“Now, you take the time to rest and get well. Vanessa is working on the case against Stephen with the district attorney, while we try to find the rest of the people involved with the takeover of BioBourne. Timothy Hicks is still at large. He wasn’t at the lake.” He pulled on his duty belt. “I’m back on patrol, though. I’m done with special duty. This way, I can see Tita Frances and keep an eye on you.”
“How are B and Em? Are they okay?” I felt awful that they’d been dragged into this mess.
“They don’t remember any of it,” he said. When I frowned, he shrugged. “Really. Vanessa had them talk to the department shrink, who thinks that it’s a trauma response, or perhaps it was some mind control hypnosis thing or they drugged them before you got there.”
“Anything is possible, I guess. Was Creed hurt? How did he stop it? The ritual?”
Rey frowned. “No. The person who did this to you, they recognized Creed. I don’t really know how he got through to them. I was too busy trying to keep your ass alive.”
There was something he wasn’t telling me, and I had so many questions.
“Look, I have the number for their secure line, we can call him another time, but I want you to know, he didn’t have a choice, Roman. Creed had to go. He saved us all from that…thing.”
That didn’t surprise me. He was a strong man, strong of character, heart, mind. And he was always going to sacrifice himself. I knew that.
And he loved me.
“He would be here right now if he possibly could.”
“You believe that?” I had to ask. Rey suspected everyone. It was not just his job but part of his nature.
“I do. Your auntie and your cousin are safe because of him. You’re alive because of him. I believe in him.”
Then I would too. I didn’t want to imagine a life without Creed, now that I’d found him, so I would wait and do my best to be patient.
“Alright, then. Get that doctor back in here and let’s get this recovery on the road.”
31
CHAPTER THIRTY-ONE
Creed
“This hurts.”I pulled Rhonda near me and held her until she squirmed to get away, holding her tennis ball in her mouth. She loved dashing back and forth across the massive fenced-in lawn at our secret location. She also loved all the people she had to fuss over her. Mark especially loved to play fetch with her, and she loved to lay in front of Cross while he played guitar.
Most of all, she loved her swims with the Source in the indoor pool. Whoever designed this place had thought of everything, including a wade-in pool, so she didn’t panic like she had the one time she’d jumped in a hotel pool after me and couldn’t climb back out over the edge. She swam alongside the Source and she seemed to grow stronger every day, almost puppylike.
Unlike me.
Whether it was the toll of the events on Samhain or the lack of energy to consume out here in the woods, away from people who actually needed healing…I was fading. And while Cross and Mark had taken nourishment from The Source, I’d refused.

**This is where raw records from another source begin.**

// crates/syncengine-store/src/schema.rs
// ============================================================================
// Module: Schema & Pragmas
// Description: Connection setup and versioned schema initialization.
// Purpose: Apply durability pragmas and create (or migrate) the four
//          append-only tables the store owns.
// Dependencies: rusqlite
// ============================================================================

use rusqlite::Connection;
use rusqlite::OptionalExtension;
use rusqlite::params;

use crate::StoreError;
use crate::config::StoreConfig;

/// Current schema version. Bump this and add a `match` arm in
/// [`initialize_schema`] when the table layout changes.
const SCHEMA_VERSION: i64 = 1;

/// Opens a connection to `config.path` with durability pragmas applied.
pub(crate) fn open_connection(config: &StoreConfig) -> Result<Connection, StoreError> {
    let connection =
        Connection::open(&config.path).map_err(|err| StoreError::Db(err.to_string()))?;
    apply_pragmas(&connection, config)?;
    Ok(connection)
}

/// Applies the pragmas every connection (writer and readers alike) needs.
fn apply_pragmas(connection: &Connection, config: &StoreConfig) -> Result<(), StoreError> {
    connection
        .execute_batch("PRAGMA foreign_keys = ON;")
        .map_err(|err| StoreError::Db(err.to_string()))?;
    connection
        .execute_batch(&format!("PRAGMA journal_mode = {};", config.journal_mode.pragma_value()))
        .map_err(|err| StoreError::Db(err.to_string()))?;
    connection
        .execute_batch(&format!("PRAGMA synchronous = {};", config.sync_mode.pragma_value()))
        .map_err(|err| StoreError::Db(err.to_string()))?;
    connection
        .busy_timeout(std::time::Duration::from_millis(config.busy_timeout_ms))
        .map_err(|err| StoreError::Db(err.to_string()))?;
    Ok(())
}

/// Creates the schema on a fresh database, or validates the stored version
/// against [`SCHEMA_VERSION`] on an existing one. Idempotent: safe to call
/// on every startup.
pub(crate) fn initialize_schema(connection: &mut Connection) -> Result<(), StoreError> {
    let tx = connection.transaction().map_err(|err| StoreError::Db(err.to_string()))?;
    tx.execute_batch("CREATE TABLE IF NOT EXISTS store_meta (version INTEGER NOT NULL);")
        .map_err(|err| StoreError::Db(err.to_string()))?;
    let version: Option<i64> = tx
        .query_row("SELECT version FROM store_meta LIMIT 1", params![], |row| row.get(0))
        .optional()
        .map_err(|err| StoreError::Db(err.to_string()))?;

    match version {
        None => {
            tx.execute("INSERT INTO store_meta (version) VALUES (?1)", params![SCHEMA_VERSION])
                .map_err(|err| StoreError::Db(err.to_string()))?;
            create_tables(&tx)?;
        }
        Some(value) if value == SCHEMA_VERSION => {}
        Some(found) => {
            return Err(StoreError::VersionMismatch { found, expected: SCHEMA_VERSION });
        }
    }

    tx.commit().map_err(|err| StoreError::Db(err.to_string()))
}

/// Creates the four append-only tables on a fresh database.
fn create_tables(tx: &rusqlite::Transaction<'_>) -> Result<(), StoreError> {
    tx.execute_batch(
        "CREATE TABLE invocations (
            id TEXT PRIMARY KEY,
            flow_token TEXT NOT NULL,
            action_uri TEXT NOT NULL,
            args TEXT NOT NULL,
            seq INTEGER NOT NULL,
            security_context TEXT NOT NULL,
            spec_hash TEXT NOT NULL,
            engine_version TEXT NOT NULL,
            ir_version TEXT NOT NULL
        );
        CREATE INDEX idx_invocations_flow_token ON invocations (flow_token);
        CREATE INDEX idx_invocations_seq ON invocations (seq);

        CREATE TABLE completions (
            id TEXT PRIMARY KEY,
            invocation_id TEXT NOT NULL UNIQUE REFERENCES invocations (id),
            output_case TEXT NOT NULL,
            result TEXT NOT NULL,
            seq INTEGER NOT NULL,
            security_context TEXT NOT NULL
        );
        CREATE INDEX idx_completions_seq ON completions (seq);
        CREATE INDEX idx_completions_invocation_seq ON completions (invocation_id, seq);

        CREATE TABLE sync_firings (
            id INTEGER PRIMARY KEY AUTOINCREMENT,
            completion_id TEXT NOT NULL REFERENCES completions (id),
            sync_id TEXT NOT NULL,
            binding_hash TEXT NOT NULL,
            seq INTEGER NOT NULL,
            UNIQUE (completion_id, sync_id, binding_hash)
        );
        CREATE INDEX idx_sync_firings_seq ON sync_firings (seq);

        CREATE TABLE provenance_edges (
            id INTEGER PRIMARY KEY AUTOINCREMENT,
            sync_firing_id INTEGER NOT NULL UNIQUE REFERENCES sync_firings (id),
            invocation_id TEXT NOT NULL REFERENCES invocations (id)
        );

        CREATE TABLE concept_state (
            id INTEGER PRIMARY KEY AUTOINCREMENT,
            table_name TEXT NOT NULL,
            flow_token TEXT NOT NULL,
            fields TEXT NOT NULL
        );
        CREATE INDEX idx_concept_state_table ON concept_state (table_name, id);",
    )
    .map_err(|err| StoreError::Db(err.to_string()))
}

I was angry. Angrier than I’d ever been in my life, including after the events fifty years ago that set this whole disaster in motion.
Muse, I’m sorry. This wasn’t at all the way I’d planned to avenge your death.
“I’m sorry, Creed,” Barringer said, and I believed he really was. “I wish we could chance it for you to talk longer, but with Timothy Hicks still on the run and the potential psychic fallout from the disaster at Loch Lomond, we need to lay low. My people have their feelers out, Roman is being guarded, and as soon as he’s well enough to travel, we’ll give him the option—”
“What, to be whisked away from his life to join our fucking monastery up here? No fucking way. He’s gotta finish his degree. He’s got his grandmother.Fuck!”
I kicked at a rock and paced away from him.
“You have given up so much of your life in pursuit of justice for the fallen at Gateway of the Sun. You thwarted a terrible tragedy and saved the life of your boyfriend a week ago. It’s understandable that you’d be frustrated.”
Fury threatened to boil over my surface, but I hated to explode all over Todd. He’d done everything possible to intervene in this situation and resolve it in a way that protected Roman and his family, and I should have been grateful.
Instead, I was trapped.
“I didn’t intend to become a prisoner,” I snarled at him.